ASSIGNMENT: Copy each line that includes the string "filtering" from the material into your answer.

Start of DATA SUPPLIED

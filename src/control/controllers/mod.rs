//! Controllers the supervisor can run
//!
//! Each controller is paired with the parameter template it consumes; the
//! supervisor only ever runs a controller against a tree of that shape.

use crate::common::Pose;
use crate::error::{ConfigurationError, ValidationError};
use crate::params::{ParamPath, ParamRecord, ParameterTree};
use std::fmt::Debug;

pub mod go_to_goal;
pub mod hold;

pub use go_to_goal::GoToGoal;
pub use hold::Hold;

/// Trait for unicycle controllers
pub trait Controller: Debug + Send {
    /// Get the name of this controller
    fn name(&self) -> &str;

    /// The parameter template this controller expects
    fn default_parameters(&self) -> Result<ParameterTree, ConfigurationError>;

    /// Compute a unicycle command `(v, w)` for the current pose estimate
    fn compute(
        &mut self,
        pose: &Pose,
        dt: f64,
        params: &ParamRecord,
    ) -> Result<(f64, f64), ValidationError>;

    /// Forget any state accumulated across ticks
    fn reset(&mut self) {}
}

/// Create a controller from its name
pub fn controller_by_name(name: &str) -> Result<Box<dyn Controller>, ConfigurationError> {
    match name {
        "GoToGoal" | "pid" => Ok(Box::new(GoToGoal::new())),
        "Hold" | "hold" => Ok(Box::new(Hold::new())),
        other => Err(ConfigurationError::UnknownController(other.to_string())),
    }
}

/// Read a numeric parameter a controller cannot run without
pub(crate) fn required(params: &ParamRecord, path: &str) -> Result<f64, ValidationError> {
    params
        .get_f64(path)
        .ok_or_else(|| ValidationError::new(ParamPath::from(path), "missing numeric parameter"))
}

#[cfg(test)]
mod tests {
    use super::*;

    #[test]
    fn test_controller_by_name() {
        assert_eq!(controller_by_name("GoToGoal").unwrap().name(), "GoToGoal");
        assert_eq!(controller_by_name("pid").unwrap().name(), "GoToGoal");
        assert_eq!(controller_by_name("Hold").unwrap().name(), "Hold");
        assert_eq!(
            controller_by_name("Wander").unwrap_err(),
            ConfigurationError::UnknownController("Wander".to_string())
        );
    }

    #[test]
    fn test_required() {
        let params = ParamRecord::new().with("gains", ParamRecord::new().with("kp", 2.0));
        assert_eq!(required(&params, "gains.kp"), Ok(2.0));
        assert_eq!(
            required(&params, "gains.ki").unwrap_err().path,
            ParamPath::from("gains.ki")
        );
    }
}
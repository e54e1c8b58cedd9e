//! Dead-reckoning localization from wheel encoders

use crate::common::{EncoderState, Pose, WheelGeometry};
use log::trace;

/// Odometry estimator for a differential-drive robot
///
/// Integrates encoder tick deltas into a pose using the midpoint heading of
/// each step. The heading accumulates without wrapping. Encoder wraparound
/// is not handled; counters are assumed to only move by the real tick delta.
#[derive(Debug, Clone)]
pub struct OdometryEstimator {
    pose: Pose,
    previous_ticks: EncoderState,
}

impl OdometryEstimator {
    /// Create a new estimator
    ///
    /// # Arguments
    /// * `initial_pose` - Pose of the robot when `initial_ticks` were read
    /// * `initial_ticks` - Encoder counts at the same instant
    pub fn new(initial_pose: Pose, initial_ticks: EncoderState) -> Self {
        OdometryEstimator {
            pose: initial_pose,
            previous_ticks: initial_ticks,
        }
    }

    /// Update the pose estimate with new encoder counts
    pub fn update(&mut self, left_ticks: i64, right_ticks: i64, geometry: &WheelGeometry) -> Pose {
        let dtl = left_ticks - self.previous_ticks.left_ticks;
        let dtr = right_ticks - self.previous_ticks.right_ticks;
        self.previous_ticks = EncoderState::new(left_ticks, right_ticks);

        if dtl == 0 && dtr == 0 {
            return self.pose;
        }

        let meters_per_tick = geometry.meters_per_tick();
        let dl = dtl as f64 * meters_per_tick;
        let dr = dtr as f64 * meters_per_tick;

        let dtheta = (dr - dl) / geometry.base_length();
        let theta_mid = self.pose.theta + dtheta / 2.0;
        let distance = (dr + dl) / 2.0;

        self.pose = Pose::new(
            self.pose.x + distance * theta_mid.cos(),
            self.pose.y + distance * theta_mid.sin(),
            self.pose.theta + dtheta,
        );
        trace!(
            "Odometry: dtl={} dtr={} -> ({:.4}, {:.4}, {:.4})",
            dtl,
            dtr,
            self.pose.x,
            self.pose.y,
            self.pose.theta
        );

        self.pose
    }

    /// Get the current pose estimate
    pub fn pose(&self) -> Pose {
        self.pose
    }

    pub fn previous_ticks(&self) -> EncoderState {
        self.previous_ticks
    }

    /// Restart integration from a known pose and tick reading
    pub fn reset(&mut self, pose: Pose, ticks: EncoderState) {
        self.pose = pose;
        self.previous_ticks = ticks;
    }
}
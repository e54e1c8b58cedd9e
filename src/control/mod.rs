//! Control module for the supervisor
pub mod controllers;
pub mod kinematics;

pub use self::controllers::{controller_by_name, Controller, GoToGoal, Hold};
pub use self::kinematics::{unicycle_to_wheels, wheels_to_unicycle};
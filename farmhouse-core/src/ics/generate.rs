//! Wire text generation for local records.

use chrono::{Duration, NaiveDate, NaiveDateTime, Utc};
use icalendar::{Alarm, Calendar, Component, EventLike, Property, Trigger, ValueType};

use crate::error::{SyncError, SyncResult};
use crate::ics::{CodecConfig, priority_to_wire};
use crate::identity::remote_uid;
use crate::record::{LocalRecord, RecordKind};

/// Generate the wire text for a record.
///
/// `Event` records become a VEVENT, `Reminder` records a VTODO. The UID is
/// reused from `record.remote_id` when already assigned, else derived
/// deterministically from the record id.
pub fn encode_record(
    record: &LocalRecord,
    cfg: &CodecConfig,
    sequence: i64,
) -> SyncResult<String> {
    let uid = record
        .remote_id
        .clone()
        .unwrap_or_else(|| remote_uid(record.id, &cfg.namespace));
    let now = Utc::now().format("%Y%m%dT%H%M%SZ").to_string();

    let mut cal = Calendar::new();
    match record.kind {
        RecordKind::Event => cal.push(build_event(record, cfg, &uid, &now, sequence)?),
        RecordKind::Reminder => cal.push(build_todo(record, cfg, &uid, &now, sequence)),
    };
    let cal = cal.done();

    Ok(strip_ics_bloat(&cal.to_string()))
}

fn build_event(
    record: &LocalRecord,
    cfg: &CodecConfig,
    uid: &str,
    now: &str,
    sequence: i64,
) -> SyncResult<icalendar::Event> {
    let mut ev = icalendar::Event::new();
    add_common(&mut ev, record, cfg, uid, now, sequence);

    let date = record.date.ok_or_else(|| {
        SyncError::IcsGenerate(format!("event record {} has no date", record.id))
    })?;

    match record.start_time {
        Some(start) => {
            let start_dt = date.and_time(start);
            let mut end_dt = match record.end_time {
                Some(end) => date.and_time(end),
                None => start_dt + Duration::hours(1),
            };
            // End at or before start means the span crosses midnight.
            if end_dt <= start_dt {
                end_dt += Duration::days(1);
            }
            add_zoned_property(&mut ev, "DTSTART", start_dt, cfg);
            add_zoned_property(&mut ev, "DTEND", end_dt, cfg);
        }
        None => {
            // No time-of-day: an all-day span of exactly one calendar day.
            add_date_property(&mut ev, "DTSTART", date);
            add_date_property(&mut ev, "DTEND", date + Duration::days(1));
        }
    }

    // VEVENT has no COMPLETED status; a finished event is written as
    // cancelled so other clients stop surfacing it.
    if record.completed {
        ev.add_property("STATUS", "CANCELLED");
    } else {
        ev.add_property("STATUS", "CONFIRMED");
    }

    Ok(ev.done())
}

fn build_todo(
    record: &LocalRecord,
    cfg: &CodecConfig,
    uid: &str,
    now: &str,
    sequence: i64,
) -> icalendar::Todo {
    let mut todo = icalendar::Todo::new();
    add_common(&mut todo, record, cfg, uid, now, sequence);

    // Due moment is optional; omit the time-of-day entirely when unset.
    if let Some(date) = record.date {
        match record.start_time {
            Some(time) => add_zoned_property(&mut todo, "DUE", date.and_time(time), cfg),
            None => add_date_property(&mut todo, "DUE", date),
        }
    }

    if record.completed {
        todo.add_property("STATUS", "COMPLETED");
        todo.add_property("PERCENT-COMPLETE", "100");
        let completed_at = record.completed_at.unwrap_or_else(Utc::now);
        todo.add_property(
            "COMPLETED",
            completed_at.format("%Y%m%dT%H%M%SZ").to_string(),
        );
    } else {
        todo.add_property("STATUS", "NEEDS-ACTION");
    }

    for &minutes in &record.reminder_offsets {
        let mut alarm = Alarm::display(
            "Reminder",
            Trigger::before_start(Duration::minutes(minutes.max(0))),
        );
        // Rewrite the trigger so the granularity matches the offset: whole
        // days as -PnD, whole hours as -PTnH, otherwise minutes.
        alarm.add_property("TRIGGER", format_trigger(minutes));
        todo.alarm(alarm);
    }

    todo.done()
}

fn add_common<C: Component + EventLike>(
    comp: &mut C,
    record: &LocalRecord,
    cfg: &CodecConfig,
    uid: &str,
    now: &str,
    sequence: i64,
) {
    comp.uid(uid);
    comp.summary(&record.title);
    comp.add_property("DTSTAMP", now);
    comp.add_property("CREATED", now);
    comp.add_property("LAST-MODIFIED", now);
    comp.add_property("SEQUENCE", sequence.to_string());
    comp.add_property("CATEGORIES", record.category.as_tag());
    comp.add_property(
        "PRIORITY",
        priority_to_wire(record.priority, cfg.priority_levels).to_string(),
    );
    comp.add_property("X-FARMHOUSE-TASK-ID", record.id.to_string());

    if let Some(ref desc) = record.description {
        comp.description(desc);
    }
    if let Some(ref loc) = record.location {
        comp.location(loc);
    }
}

/// Add a wall-clock datetime property with the configured TZID.
fn add_zoned_property<C: Component>(comp: &mut C, name: &str, dt: NaiveDateTime, cfg: &CodecConfig) {
    let mut prop = Property::new(name, dt.format("%Y%m%dT%H%M%S").to_string());
    prop.add_parameter("TZID", cfg.timezone.name());
    comp.append_property(prop);
}

/// Add a pure-date property (`VALUE=DATE`).
fn add_date_property<C: Component>(comp: &mut C, name: &str, date: NaiveDate) {
    let mut prop = Property::new(name, date.format("%Y%m%d").to_string());
    prop.append_parameter(ValueType::Date);
    comp.append_property(prop);
}

/// Render a relative alarm trigger with offset-appropriate granularity.
fn format_trigger(minutes: i64) -> String {
    if minutes <= 0 {
        "PT0S".to_string()
    } else if minutes % 1440 == 0 {
        format!("-P{}D", minutes / 1440)
    } else if minutes % 60 == 0 {
        format!("-PT{}H", minutes / 60)
    } else {
        format!("-PT{}M", minutes)
    }
}

/// Clean up the icalendar crate's output:
/// - declare our own PRODID
/// - drop CALSCALE:GREGORIAN (the default)
/// - drop DTSTAMP and UID inside VALARM sections (not required by RFC 5545)
fn strip_ics_bloat(ics: &str) -> String {
    let mut result = String::with_capacity(ics.len());
    let mut in_valarm = false;

    for line in ics.lines() {
        if line.starts_with("PRODID:") {
            result.push_str("PRODID:-//FARMHOUSE//sync//EN\r\n");
            continue;
        }

        if line == "CALSCALE:GREGORIAN" {
            continue;
        }

        if line == "BEGIN:VALARM" {
            in_valarm = true;
        } else if line == "END:VALARM" {
            in_valarm = false;
        }

        if in_valarm && (line.starts_with("DTSTAMP:") || line.starts_with("UID:")) {
            continue;
        }

        result.push_str(line);
        result.push_str("\r\n");
    }

    result
}
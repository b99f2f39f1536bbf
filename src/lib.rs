//! Bidirectional synchronization engine between the Farmhouse task store and
//! a CalDAV calendar collection.
//!
//! The engine is pull-on-timer: an external scheduler calls
//! [`SyncEngine::run_cycle`] once per interval. One cycle connects, fetches
//! the complete remote listing, pushes local records, detects remote-side
//! deletions, and pulls externally-created objects, returning a
//! [`SyncReport`] with per-item failures absorbed into its error count.
//!
//! The local task store and the trigger mechanism are collaborators behind
//! the [`store::TaskStore`] trait and the single `run_cycle` entry point;
//! this crate owns only the mapping between local record ids and remote
//! object identifiers.

pub mod caldav;
pub mod config;
pub mod remote;
pub mod store;
pub mod sync;

pub use caldav::CalDavRemote;
pub use config::SyncConfig;
pub use remote::{Lookup, RemoteCalendar};
pub use store::TaskStore;
pub use sync::{SyncEngine, SyncReport};
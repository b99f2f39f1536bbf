//! Date range for filtering remote listings.

use chrono::{DateTime, Duration, TimeZone, Utc};

/// Date range for filtering scheduling objects.
/// None values mean unbounded in that direction.
#[derive(Debug, Clone)]
pub struct DateRange {
    pub from: Option<DateTime<Utc>>,
    pub to: Option<DateTime<Utc>>,
}

impl DateRange {
    /// A trailing window: everything from `days` ago onward.
    pub fn trailing(days: i64) -> Self {
        DateRange {
            from: Some(Utc::now() - Duration::days(days)),
            to: None,
        }
    }

    /// `from` as a CalDAV time-range stamp, using a very old date if unbounded.
    pub fn start_stamp(&self) -> String {
        stamp(self.from.unwrap_or_else(|| Utc.with_ymd_and_hms(1970, 1, 1, 0, 0, 0).unwrap()))
    }

    /// `to` as a CalDAV time-range stamp, using a far future date if unbounded.
    pub fn end_stamp(&self) -> String {
        stamp(self.to.unwrap_or_else(|| Utc.with_ymd_and_hms(2100, 1, 1, 0, 0, 0).unwrap()))
    }
}

/// Format as the CalDAV time-range form: `YYYYMMDDTHHMMSSZ`.
fn stamp(dt: DateTime<Utc>) -> String {
    dt.format("%Y%m%dT%H%M%SZ").to_string()
}

#[cfg(test)]
mod tests {
    use super::*;

    #[test]
    fn test_unbounded_ends_use_sentinel_stamps() {
        let range = DateRange { from: None, to: None };
        assert_eq!(range.start_stamp(), "19700101T000000Z");
        assert_eq!(range.end_stamp(), "21000101T000000Z");
    }

    #[test]
    fn test_trailing_window_is_open_ended() {
        let range = DateRange::trailing(90);
        assert!(range.from.is_some());
        assert!(range.to.is_none());
    }
}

End of DATA SUPPLIED

EXERCISE SOLUTION:
//! Date range for filtering remote listings.
/// Date range for filtering scheduling objects.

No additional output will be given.